On the library’s remark sheet at the front of the book, one person has written ‘Stupid’.  Fair enough, but another has written ‘awesome read, and that’s the one I’M going with

Salvage the Bones, by Jesmyn West.
This story is narrated by Esch Batiste, aged 15 and the second youngest child of a black scrap-dealer in a small Louisiana town near the Mississippi River delta.  She has two older brothers, Randall aged 17, and Skeetah, aged 15.  Junior, the youngest at 8, survived childbirth, but their mother didn’t, and the family has not managed well without her:  each carry their own memories of her loving ways and try to exist on them like a precious food that will soon run out, and they each have their defences against the harshness of their existence, Randall in his athleticism and the hope that he will eventually be eligible for a free school basketball training camp which could lead to a college scholarship, and Skeetah to make money for the family by breeding pups from his beloved pitbull, China.  Esch loves to learn and reads prodigiously, particularly the Myths of Greece, and one story, that of Jason and Medea, strikes her as having a similar parallel to her own hopeless yearnings for Randall’s best friend Manny.  The person most adrift is their Daddy, unmanned and helpless without his life’s partner.  He turns inward and away from his children, giving the new baby entirely into their inexperienced care;  for the next eight years he puts food on the table but very little else.  His heart has turned to stone.

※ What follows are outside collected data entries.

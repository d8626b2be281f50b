//! Static file serving
//!
//! Resolves request paths against the working directory and builds file,
//! directory listing, redirect, or not-found responses.

use crate::http::{self, mime};
use crate::logger;
use http_body_util::Full;
use hyper::body::Bytes;
use hyper::Response;
use std::fmt::Write as _;
use std::path::{Path, PathBuf};
use tokio::fs;

const INDEX_FILES: [&str; 2] = ["index.html", "index.htm"];

/// Serve a request path from the directory tree rooted at `root`.
///
/// Directories are addressed with a trailing slash; a slash-less directory
/// URL gets a 301 adding it, so relative links inside served pages resolve
/// correctly. A directory without an index file gets a generated listing.
pub async fn serve(root: &Path, request_path: &str) -> Response<Full<Bytes>> {
    let decoded = percent_decode(request_path);

    let Some(file_path) = resolve(root, &decoded) else {
        return http::build_404_response();
    };

    if file_path.is_dir() {
        if !decoded.ends_with('/') {
            return http::build_redirect_response(&format!("{request_path}/"));
        }

        for index in INDEX_FILES {
            let candidate = file_path.join(index);
            if candidate.is_file() {
                return serve_file(&candidate).await;
            }
        }

        return match render_listing(&file_path, &decoded).await {
            Some(page) => http::build_listing_response(page),
            None => http::build_404_response(),
        };
    }

    serve_file(&file_path).await
}

/// Resolve a decoded request path to a filesystem path under `root`.
///
/// Returns `None` for anything that does not exist or that escapes the root
/// after canonicalization (`..` segments, symlinks pointing outside).
fn resolve(root: &Path, decoded_path: &str) -> Option<PathBuf> {
    let relative = decoded_path.trim_start_matches('/');
    let joined = root.join(relative);

    let root_canonical = root.canonicalize().ok()?;
    let canonical = joined.canonicalize().ok()?;

    if !canonical.starts_with(&root_canonical) {
        logger::log_warning(&format!(
            "Path traversal attempt blocked: {decoded_path} -> {}",
            canonical.display()
        ));
        return None;
    }

    Some(canonical)
}

async fn serve_file(path: &Path) -> Response<Full<Bytes>> {
    match fs::read(path).await {
        Ok(content) => http::build_file_response(content, mime::content_type_for(path)),
        Err(e) => {
            logger::log_error(&format!("Failed to read file '{}': {e}", path.display()));
            http::build_404_response()
        }
    }
}

/// Render the generated HTML listing for a directory.
///
/// Entries are sorted by name, subdirectories get a trailing slash, and
/// hrefs are percent-escaped so names with spaces stay clickable.
async fn render_listing(dir: &Path, display_path: &str) -> Option<String> {
    let mut names = Vec::new();
    let mut entries = fs::read_dir(dir).await.ok()?;

    while let Some(entry) = entries.next_entry().await.ok()? {
        let mut name = entry.file_name().to_string_lossy().into_owned();
        if entry.file_type().await.is_ok_and(|t| t.is_dir()) {
            name.push('/');
        }
        names.push(name);
    }
    names.sort();

    let title = html_escape(display_path);
    let mut page = format!(
        "<!DOCTYPE html>\n<html>\n<head><meta charset=\"utf-8\">\
         <title>Directory listing for {title}</title></head>\n\
         <body>\n<h1>Directory listing for {title}</h1>\n<hr>\n<ul>\n"
    );
    for name in &names {
        let _ = writeln!(
            page,
            "<li><a href=\"{}\">{}</a></li>",
            percent_encode(name),
            html_escape(name)
        );
    }
    page.push_str("</ul>\n<hr>\n</body>\n</html>\n");

    Some(page)
}

/// Decode `%XX` escapes in a request path.
///
/// Malformed escapes pass through unchanged; decoded bytes that are not
/// valid UTF-8 are replaced rather than rejected.
fn percent_decode(input: &str) -> String {
    let bytes = input.as_bytes();
    let mut out = Vec::with_capacity(bytes.len());
    let mut i = 0;

    while i < bytes.len() {
        if bytes[i] == b'%' && i + 2 < bytes.len() {
            let hex = &input[i + 1..i + 3];
            if let Ok(byte) = u8::from_str_radix(hex, 16) {
                out.push(byte);
                i += 3;
                continue;
            }
        }
        out.push(bytes[i]);
        i += 1;
    }

    String::from_utf8_lossy(&out).into_owned()
}

/// Percent-escape a path segment for use in a listing href.
fn percent_encode(input: &str) -> String {
    let mut out = String::with_capacity(input.len());
    for byte in input.bytes() {
        match byte {
            b'A'..=b'Z' | b'a'..=b'z' | b'0'..=b'9' | b'-' | b'.' | b'_' | b'~' | b'/' => {
                out.push(byte as char);
            }
            _ => {
                let _ = write!(out, "%{byte:02X}");
            }
        }
    }
    out
}

/// Escape text for embedding in the listing HTML.
fn html_escape(input: &str) -> String {
    let mut out = String::with_capacity(input.len());
    for c in input.chars() {
        match c {
            '&' => out.push_str("&amp;"),
            '<' => out.push_str("&lt;"),
            '>' => out.push_str("&gt;"),
            '"' => out.push_str("&quot;"),
            '\'' => out.push_str("&#x27;"),
            _ => out.push(c),
        }
    }
    out
}

#[cfg(test)]
mod tests {
    use super::*;

    #[test]
    fn decodes_percent_escapes() {
        assert_eq!(percent_decode("/my%20file.txt"), "/my file.txt");
        assert_eq!(percent_decode("/a%2Fb"), "/a/b");
        assert_eq!(percent_decode("/plain/path"), "/plain/path");
    }

    #[test]
    fn malformed_escapes_pass_through() {
        assert_eq!(percent_decode("/100%"), "/100%");
        assert_eq!(percent_decode("/a%zz"), "/a%zz");
        assert_eq!(percent_decode("/a%2"), "/a%2");
    }

    #[test]
    fn encodes_reserved_characters() {
        assert_eq!(percent_encode("my file.txt"), "my%20file.txt");
        assert_eq!(percent_encode("sub/"), "sub/");
        assert_eq!(percent_encode("a&b"), "a%26b");
    }

    #[test]
    fn decode_then_encode_is_stable_for_spaces() {
        let decoded = percent_decode("my%20file.txt");
        assert_eq!(percent_encode(&decoded), "my%20file.txt");
    }

    #[test]
    fn escapes_html_metacharacters() {
        assert_eq!(
            html_escape("<script>&'\""),
            "&lt;script&gt;&amp;&#x27;&quot;"
        );
        assert_eq!(html_escape("plain.txt"), "plain.txt");
    }

    #[test]
    fn resolve_rejects_traversal() {
        // /etc exists and is outside any temp root
        let root = std::env::temp_dir();
        assert!(resolve(&root, "/../../etc/passwd").is_none());
    }

    #[test]
    fn resolve_rejects_missing_files() {
        let root = std::env::temp_dir();
        assert!(resolve(&root, "/no-such-file-anywhere.txt").is_none());
    }
}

Despite their poverty, the Batiste children still have their goals and aspirations - until  terrible unplanned events wreck their hopes:  they are floored by fate’s cruelty and don’t believe that things could get any worse – until they do, with their father bedridden by an awful, fluky accident, and Hurricane Katrina about to hit the Louisiana coast.
Ms. West’s account of the Hurricane alone is stark and terrible:  we are there trying to shield ourselves in our pathetic little shelter from the howling, roaring wind and waterfalls of rain;  we are completely given over to our gutclenching fear in the face of such a huge, elemental power, and watch in terrified disbelief as the water floods our mean little dwelling and threatens to drown us all.
I cannot remember when I last read such splendid prose.  Ms. West is a true wordsmith;  she paints compelling, unforgettable pictures with her beautiful language and her characters are so strong and true that I didn’t want her lovely book to end, for despite the parallels to Greek tragedy, the story ends on a triumphantly hopeful note:  the Batistes and their friends survive, and they survive because they love each other enough to make all the right sacrifices.  They now have even less than before, but what they have gained is immeasurable.  FIVE STARS!!!!!